Kaum zu glauben, was auf dem Theaterzettel verkündet wird. Die Spieldauer der Castorf-Inszenierung betrage nur vier Stunden und 30 Minuten. Nach der Premiere musste das Residenztheater diese Angabe sogar um 15 Minuten nach unten korrigieren. Dieses Date mit „Don Juan“ ist ein Quickie, und die Länge des Abends ist nicht das einzige, womit Frank Castorf seine Fangemeinde wie die Castorf-Hasser erstaunt. Zwischendurch ist sogar das angekündigte Stück erkennbar.

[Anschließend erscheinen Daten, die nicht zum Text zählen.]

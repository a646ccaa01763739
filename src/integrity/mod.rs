//! dm-verity hash tree for the extracted root volume.
//!
//! `veritysetup format` builds the hash volume and reports the root hash and
//! the hash volume's UUID; [`report`] parses that text. Running the formatter
//! over a multi-gigabyte volume is slow, so the result is checkpointed:
//!
//! 1. `hash.img` - the hash volume itself
//! 2. `verity-uuid` - the volume identifier
//! 3. `roothash` - committed last, marks the table complete
//!
//! If a previous run was interrupted after (1) the committed hash volume is
//! authoritative: its UUID and salt are read back with `veritysetup dump`
//! and the root hash is re-derived from them instead of formatting anew.

pub mod report;

use std::fs;
use std::path::Path;

use tracing::{info, warn};

use crate::checkpoint::{Artifact, CheckpointStore};
use crate::config::ToolsConfig;
use crate::error::{ComposeError, Result};
use crate::process::Cmd;
use report::{is_canonical_uuid, is_root_hash, FormatReport};

pub const HASH_ALGORITHM: &str = "sha256";
pub const DATA_BLOCK_SIZE: u32 = 4096;
pub const HASH_BLOCK_SIZE: u32 = 4096;

/// Root hash and hash-volume identifier of the root volume.
#[derive(Debug, Clone, PartialEq, Eq)]
pub struct IntegrityTable {
    pub uuid: String,
    pub root_hash: String,
}

/// Build (or load) the integrity table for the checkpointed root volume.
pub fn build_integrity_table(
    store: &CheckpointStore,
    tools: &ToolsConfig,
) -> Result<IntegrityTable> {
    if store.exists(Artifact::RootHash) {
        return load_integrity_table(store);
    }
    if !store.exists(Artifact::RootVolume) {
        return Err(ComposeError::NotFound(format!(
            "checkpoint '{}' (extract the disk image first)",
            Artifact::RootVolume
        )));
    }

    let table = if store.exists(Artifact::HashVolume) {
        warn!("hash volume committed without root hash; re-deriving from hash volume");
        recover_from_hash_volume(store, tools)?
    } else {
        format_into_store(store, tools)?
    };

    if !store.exists(Artifact::VerityUuid) {
        store.write_string(Artifact::VerityUuid, &format!("{}\n", table.uuid))?;
    }
    store.write_string(Artifact::RootHash, &format!("{}\n", table.root_hash))?;
    info!(uuid = %table.uuid, root_hash = %table.root_hash, "integrity table committed");
    Ok(table)
}

/// Load a previously committed table.
pub fn load_integrity_table(store: &CheckpointStore) -> Result<IntegrityTable> {
    let uuid = store.read_to_string(Artifact::VerityUuid)?;
    let root_hash = store.read_to_string(Artifact::RootHash)?;
    if !is_canonical_uuid(&uuid) {
        return Err(ComposeError::parse(
            format!("checkpoint '{}'", Artifact::VerityUuid),
            format!("'{uuid}' is not a canonical UUID"),
        ));
    }
    if !is_root_hash(&root_hash) {
        return Err(ComposeError::parse(
            format!("checkpoint '{}'", Artifact::RootHash),
            format!("'{root_hash}' is not a {}-character hex digest", report::ROOT_HASH_LEN),
        ));
    }
    Ok(IntegrityTable { uuid, root_hash })
}

fn format_into_store(store: &CheckpointStore, tools: &ToolsConfig) -> Result<IntegrityTable> {
    let root = store.path(Artifact::RootVolume);
    // Reuse an identifier that outlived an interrupted run so the hash
    // volume and `verity-uuid` can never disagree.
    let uuid = if store.exists(Artifact::VerityUuid) {
        Some(store.read_to_string(Artifact::VerityUuid)?)
    } else {
        None
    };

    info!(root = %root.display(), "formatting dm-verity hash tree");
    let mut formatted = None;
    store.write_atomic_path(Artifact::HashVolume, |hash_tmp| {
        let report = format_hash_tree(tools, &root, hash_tmp, uuid.as_deref(), None)?;
        verify_hash_volume_uuid(tools, hash_tmp, &report.uuid)?;
        formatted = Some(report);
        Ok(())
    })?;

    let report = formatted.ok_or_else(|| {
        ComposeError::parse("veritysetup format report", "formatter produced no report")
    })?;
    Ok(IntegrityTable {
        uuid: report.uuid,
        root_hash: report.root_hash,
    })
}

fn recover_from_hash_volume(
    store: &CheckpointStore,
    tools: &ToolsConfig,
) -> Result<IntegrityTable> {
    let hash = store.path(Artifact::HashVolume);
    let dump = Cmd::new(&tools.veritysetup)
        .arg("dump")
        .arg_path(&hash)
        .run()?;
    let header = report::parse_dump_report(&dump.stdout)?;

    if store.exists(Artifact::VerityUuid) {
        let committed = store.read_to_string(Artifact::VerityUuid)?;
        if !committed.eq_ignore_ascii_case(&header.uuid) {
            return Err(ComposeError::parse(
                "veritysetup dump report",
                format!(
                    "hash volume UUID {} does not match committed {committed}",
                    header.uuid
                ),
            ));
        }
    }

    // Same data, salt, UUID and parameters give the same root hash.
    let scratch = store.scratch_path("hash-rederive");
    let rederived = format_hash_tree(
        tools,
        &store.path(Artifact::RootVolume),
        &scratch,
        Some(&header.uuid),
        Some(&header.salt),
    );
    let _ = fs::remove_file(&scratch);
    let rederived = rederived?;

    Ok(IntegrityTable {
        uuid: header.uuid,
        root_hash: rederived.root_hash,
    })
}

/// Run `veritysetup format` and parse its report.
fn format_hash_tree(
    tools: &ToolsConfig,
    data: &Path,
    hash: &Path,
    uuid: Option<&str>,
    salt: Option<&str>,
) -> Result<FormatReport> {
    let mut cmd = Cmd::new(&tools.veritysetup).args([
        "format".to_string(),
        format!("--hash={HASH_ALGORITHM}"),
        format!("--data-block-size={DATA_BLOCK_SIZE}"),
        format!("--hash-block-size={HASH_BLOCK_SIZE}"),
    ]);
    if let Some(uuid) = uuid {
        cmd = cmd.arg(format!("--uuid={uuid}"));
    }
    if let Some(salt) = salt {
        cmd = cmd.arg(format!("--salt={salt}"));
    }
    let output = cmd.arg_path(data).arg_path(hash).run()?;
    report::parse_format_report(&output.stdout)
}

/// Probe the hash volume independently and make sure it carries the UUID
/// the formatter reported.
fn verify_hash_volume_uuid(tools: &ToolsConfig, hash: &Path, expected: &str) -> Result<()> {
    let output = Cmd::new(&tools.blkid).arg("-p").arg_path(hash).run()?;
    let probed = report::parse_blkid_uuid(&output.stdout)?;
    if probed.eq_ignore_ascii_case(expected) {
        return Ok(());
    }
    Err(ComposeError::parse(
        "blkid output",
        format!("hash volume UUID {probed} does not match reported {expected}"),
    ))
}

Dabei hat er in diesem Fall – anders als bei seiner tropischen „Baal“-Übermalung vor drei Jahren, die von der Brecht-Erbin ausgebremst wurde – mit Einwänden von Molière-Nachfahren garantiert nicht zu rechnen.
Es gibt kein hektisches Rotieren der Drehbühne mehr, kein aufgekratztes Herumbrüllen über Stunden hinweg, keine ausufernden Diskurse über Kapitalismus und Kolonialismus und nicht einmal die obligaten Anfälle von oralem Sex. Die gute alte und doch andere Castorf-Show beginnt im Theater.
Zwei Don Juans
Der Bühnenbildner Aleksandar Denic, der den bildsatten und zumeist nebelverhangenen Kosmos des Meisters mitschuf, stellt ein barockes Theaterchen auf seine multipel nutzbare Drehbühne. Dort läuft ganz leise und konzentriert der Dialog zwischen dem hedonistischen Zyniker und seinem braven Diener Sganarelle über Adel und Moral. Bei Castorf wird die Szene zum Selbstgespräch Don Juans, denn der hedonistische Zyniker ist zweifach besetzt.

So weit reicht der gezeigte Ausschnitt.